The string "This" appears in some lines of the data. Report how many, with no other words.

---

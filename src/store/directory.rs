//! Employee directory collaborator.
//!
//! Employee records are owned by an external system; the engine only needs
//! a read-only view to materialize drafts and resolve department and name
//! filters. [`EmployeeDirectory`] is that seam.

use std::collections::HashMap;
use std::sync::{PoisonError, RwLock};

use crate::models::EmployeeRef;

/// Read-only source of employee reference data.
pub trait EmployeeDirectory: Send + Sync {
    /// Returns the employee with the given id, if known.
    fn get(&self, id: &str) -> Option<EmployeeRef>;

    /// Returns all known employees.
    fn all(&self) -> Vec<EmployeeRef>;

    /// Returns all active employees, the generation population.
    fn active(&self) -> Vec<EmployeeRef> {
        self.all().into_iter().filter(|e| e.active).collect()
    }
}

/// In-memory [`EmployeeDirectory`] for tests and default wiring.
#[derive(Debug, Default)]
pub struct InMemoryDirectory {
    employees: RwLock<HashMap<String, EmployeeRef>>,
}

impl InMemoryDirectory {
    /// Creates an empty directory.
    pub fn new() -> Self {
        Self::default()
    }

    /// Creates a directory preloaded with the given employees.
    pub fn with_employees(employees: impl IntoIterator<Item = EmployeeRef>) -> Self {
        let directory = Self::new();
        for employee in employees {
            directory.upsert(employee);
        }
        directory
    }

    /// Adds or replaces an employee snapshot.
    pub fn upsert(&self, employee: EmployeeRef) {
        self.employees
            .write()
            .unwrap_or_else(PoisonError::into_inner)
            .insert(employee.id.clone(), employee);
    }
}

impl EmployeeDirectory for InMemoryDirectory {
    fn get(&self, id: &str) -> Option<EmployeeRef> {
        self.employees
            .read()
            .unwrap_or_else(PoisonError::into_inner)
            .get(id)
            .cloned()
    }

    fn all(&self) -> Vec<EmployeeRef> {
        let mut employees: Vec<EmployeeRef> = self
            .employees
            .read()
            .unwrap_or_else(PoisonError::into_inner)
            .values()
            .cloned()
            .collect();
        employees.sort_by(|a, b| a.id.cmp(&b.id));
        employees
    }
}

#[cfg(test)]
mod tests {
    use super::*;
    use rust_decimal::Decimal;
    use std::collections::BTreeMap;

    fn employee(id: &str, active: bool) -> EmployeeRef {
        EmployeeRef {
            id: id.to_string(),
            name: format!("Employee {id}"),
            department: "engineering".to_string(),
            basic_salary: Decimal::from(300_000),
            allowances: BTreeMap::new(),
            deductions: BTreeMap::new(),
            payment_method: None,
            active,
        }
    }

    #[test]
    fn test_upsert_and_get() {
        let directory = InMemoryDirectory::new();
        directory.upsert(employee("emp_001", true));
        assert!(directory.get("emp_001").is_some());
        assert!(directory.get("emp_404").is_none());
    }

    #[test]
    fn test_active_excludes_inactive() {
        let directory = InMemoryDirectory::with_employees([
            employee("emp_001", true),
            employee("emp_002", false),
            employee("emp_003", true),
        ]);
        let active = directory.active();
        assert_eq!(active.len(), 2);
        assert!(active.iter().all(|e| e.active));
    }

    #[test]
    fn test_all_is_sorted_by_id() {
        let directory = InMemoryDirectory::with_employees([
            employee("emp_002", true),
            employee("emp_001", true),
        ]);
        let all = directory.all();
        let ids: Vec<&str> = all.iter().map(|e| e.id.as_str()).collect();
        assert_eq!(ids, vec!["emp_001", "emp_002"]);
    }
}
//! Application state for the payroll engine API.
//!
//! This module defines the shared application state that is available
//! to all request handlers.

use std::sync::Arc;

use crate::config::PayrollRates;
use crate::models::AuditLog;
use crate::store::{EmployeeDirectory, RecordStore};

/// Shared application state.
///
/// Contains the record store, the external employee directory, the
/// append-only audit log, and the configured statutory rates.
#[derive(Clone)]
pub struct AppState {
    store: Arc<dyn RecordStore>,
    directory: Arc<dyn EmployeeDirectory>,
    audit: Arc<dyn AuditLog>,
    rates: Arc<PayrollRates>,
}

impl AppState {
    /// Creates a new application state from its collaborators.
    pub fn new(
        store: Arc<dyn RecordStore>,
        directory: Arc<dyn EmployeeDirectory>,
        audit: Arc<dyn AuditLog>,
        rates: PayrollRates,
    ) -> Self {
        Self {
            store,
            directory,
            audit,
            rates: Arc::new(rates),
        }
    }

    /// Returns the record store.
    pub fn store(&self) -> &dyn RecordStore {
        self.store.as_ref()
    }

    /// Returns the employee directory.
    pub fn directory(&self) -> &dyn EmployeeDirectory {
        self.directory.as_ref()
    }

    /// Returns the audit log.
    pub fn audit(&self) -> &dyn AuditLog {
        self.audit.as_ref()
    }

    /// Returns the configured rates.
    pub fn rates(&self) -> &PayrollRates {
        &self.rates
    }
}
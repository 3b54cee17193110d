//! Employee reference data.
//!
//! The engine never owns employee records; it consumes a read-only
//! snapshot supplied by an external directory. [`EmployeeRef`] carries the
//! fields payroll generation and filtering need, nothing more.

use std::collections::BTreeMap;

use rust_decimal::Decimal;
use serde::{Deserialize, Serialize};

use super::PaymentMethod;

/// Read-only reference to an externally-owned employee.
#[derive(Debug, Clone, PartialEq, Serialize, Deserialize)]
pub struct EmployeeRef {
    /// Unique identifier in the external system.
    pub id: String,
    /// Display name, used for payslips and name filtering.
    pub name: String,
    /// Department the employee belongs to.
    pub department: String,
    /// Monthly base salary used when materializing draft records.
    pub basic_salary: Decimal,
    /// Recurring allowance components applied to generated drafts.
    #[serde(default)]
    pub allowances: BTreeMap<String, Decimal>,
    /// Recurring deduction components applied to generated drafts.
    #[serde(default)]
    pub deductions: BTreeMap<String, Decimal>,
    /// Preferred payment method, copied onto generated drafts.
    pub payment_method: Option<PaymentMethod>,
    /// Whether the employee is active; only active employees get drafts.
    pub active: bool,
}
//! Response types for the payroll engine API.
//!
//! This module defines the error response structures, the HTTP status
//! mapping for engine errors, and the generation report body.

use axum::{
    http::StatusCode,
    response::{IntoResponse, Response},
    Json,
};
use serde::{Deserialize, Serialize};

use crate::error::EngineError;
use crate::models::{PayPeriod, PayrollRecord};

/// API error response structure.
#[derive(Debug, Clone, Serialize, Deserialize)]
pub struct ApiError {
    /// Error code for programmatic handling.
    pub code: String,
    /// Human-readable error message.
    pub message: String,
    /// Optional details about the error.
    #[serde(skip_serializing_if = "Option::is_none")]
    pub details: Option<String>,
}

impl ApiError {
    /// Creates a new API error.
    pub fn new(code: impl Into<String>, message: impl Into<String>) -> Self {
        Self {
            code: code.into(),
            message: message.into(),
            details: None,
        }
    }

    /// Creates a new API error with details.
    pub fn with_details(
        code: impl Into<String>,
        message: impl Into<String>,
        details: impl Into<String>,
    ) -> Self {
        Self {
            code: code.into(),
            message: message.into(),
            details: Some(details.into()),
        }
    }

    /// Creates a malformed JSON error response.
    pub fn malformed_json(message: impl Into<String>) -> Self {
        Self::new("MALFORMED_JSON", message)
    }
}

/// API error with HTTP status code.
pub struct ApiErrorResponse {
    /// The HTTP status code.
    pub status: StatusCode,
    /// The error body.
    pub error: ApiError,
}

impl IntoResponse for ApiErrorResponse {
    fn into_response(self) -> Response {
        (self.status, Json(self.error)).into_response()
    }
}

impl From<EngineError> for ApiErrorResponse {
    fn from(error: EngineError) -> Self {
        match &error {
            EngineError::InvalidInput { field, .. } => ApiErrorResponse {
                status: StatusCode::BAD_REQUEST,
                error: ApiError::with_details(
                    "INVALID_INPUT",
                    error.to_string(),
                    format!("The field '{field}' failed validation"),
                ),
            },
            EngineError::IllegalTransition { .. } => ApiErrorResponse {
                status: StatusCode::CONFLICT,
                error: ApiError::new("ILLEGAL_TRANSITION", error.to_string()),
            },
            EngineError::ConcurrentModification { .. } => ApiErrorResponse {
                status: StatusCode::CONFLICT,
                error: ApiError::with_details(
                    "CONCURRENT_MODIFICATION",
                    error.to_string(),
                    "Re-read the record and retry with the fresh version",
                ),
            },
            EngineError::NotFound { .. } => ApiErrorResponse {
                status: StatusCode::NOT_FOUND,
                error: ApiError::new("NOT_FOUND", error.to_string()),
            },
            EngineError::DuplicateRecord { .. } => ApiErrorResponse {
                status: StatusCode::CONFLICT,
                error: ApiError::new("DUPLICATE_RECORD", error.to_string()),
            },
            EngineError::ConfigNotFound { .. } | EngineError::ConfigParseError { .. } => {
                ApiErrorResponse {
                    status: StatusCode::INTERNAL_SERVER_ERROR,
                    error: ApiError::with_details(
                        "CONFIG_ERROR",
                        "Configuration error",
                        error.to_string(),
                    ),
                }
            }
        }
    }
}

/// Response body of `POST /payroll/generate`.
#[derive(Debug, Clone, Serialize, Deserialize)]
pub struct GenerateReport {
    /// The period records were generated for.
    pub period: PayPeriod,
    /// Newly-created draft records.
    pub created: Vec<PayrollRecord>,
    /// Active employees that already had a record for the period.
    pub skipped_employee_ids: Vec<String>,
    /// Active employees whose directory snapshot failed validation.
    pub failed_employee_ids: Vec<String>,
}

#[cfg(test)]
mod tests {
    use super::*;
    use uuid::Uuid;

    #[test]
    fn test_api_error_serialization() {
        let error = ApiError::new("TEST_ERROR", "Test message");
        let json = serde_json::to_string(&error).unwrap();
        assert!(json.contains("\"code\":\"TEST_ERROR\""));
        assert!(json.contains("\"message\":\"Test message\""));
        assert!(!json.contains("details")); // Should be skipped when None
    }

    #[test]
    fn test_invalid_input_maps_to_400() {
        let error = EngineError::InvalidInput {
            field: "basic_salary".to_string(),
            message: "must not be negative".to_string(),
        };
        let response: ApiErrorResponse = error.into();
        assert_eq!(response.status, StatusCode::BAD_REQUEST);
        assert_eq!(response.error.code, "INVALID_INPUT");
    }

    #[test]
    fn test_illegal_transition_maps_to_409() {
        use crate::models::{PayStatus, PayrollAction};
        let error = EngineError::IllegalTransition {
            status: PayStatus::Submitted,
            action: PayrollAction::MarkPaid,
        };
        let response: ApiErrorResponse = error.into();
        assert_eq!(response.status, StatusCode::CONFLICT);
        assert_eq!(response.error.code, "ILLEGAL_TRANSITION");
    }

    #[test]
    fn test_concurrent_modification_maps_to_409() {
        let error = EngineError::ConcurrentModification {
            record_id: Uuid::nil(),
            expected: 1,
            actual: 2,
        };
        let response: ApiErrorResponse = error.into();
        assert_eq!(response.status, StatusCode::CONFLICT);
        assert_eq!(response.error.code, "CONCURRENT_MODIFICATION");
        assert!(response.error.details.is_some());
    }

    #[test]
    fn test_not_found_maps_to_404() {
        let error = EngineError::NotFound {
            record_id: Uuid::nil(),
        };
        let response: ApiErrorResponse = error.into();
        assert_eq!(response.status, StatusCode::NOT_FOUND);
        assert_eq!(response.error.code, "NOT_FOUND");
    }

    #[test]
    fn test_config_error_maps_to_500() {
        let error = EngineError::ConfigNotFound {
            path: "/missing".to_string(),
        };
        let response: ApiErrorResponse = error.into();
        assert_eq!(response.status, StatusCode::INTERNAL_SERVER_ERROR);
        assert_eq!(response.error.code, "CONFIG_ERROR");
    }
}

---

### SOLUTION TO THE EXERCISE
2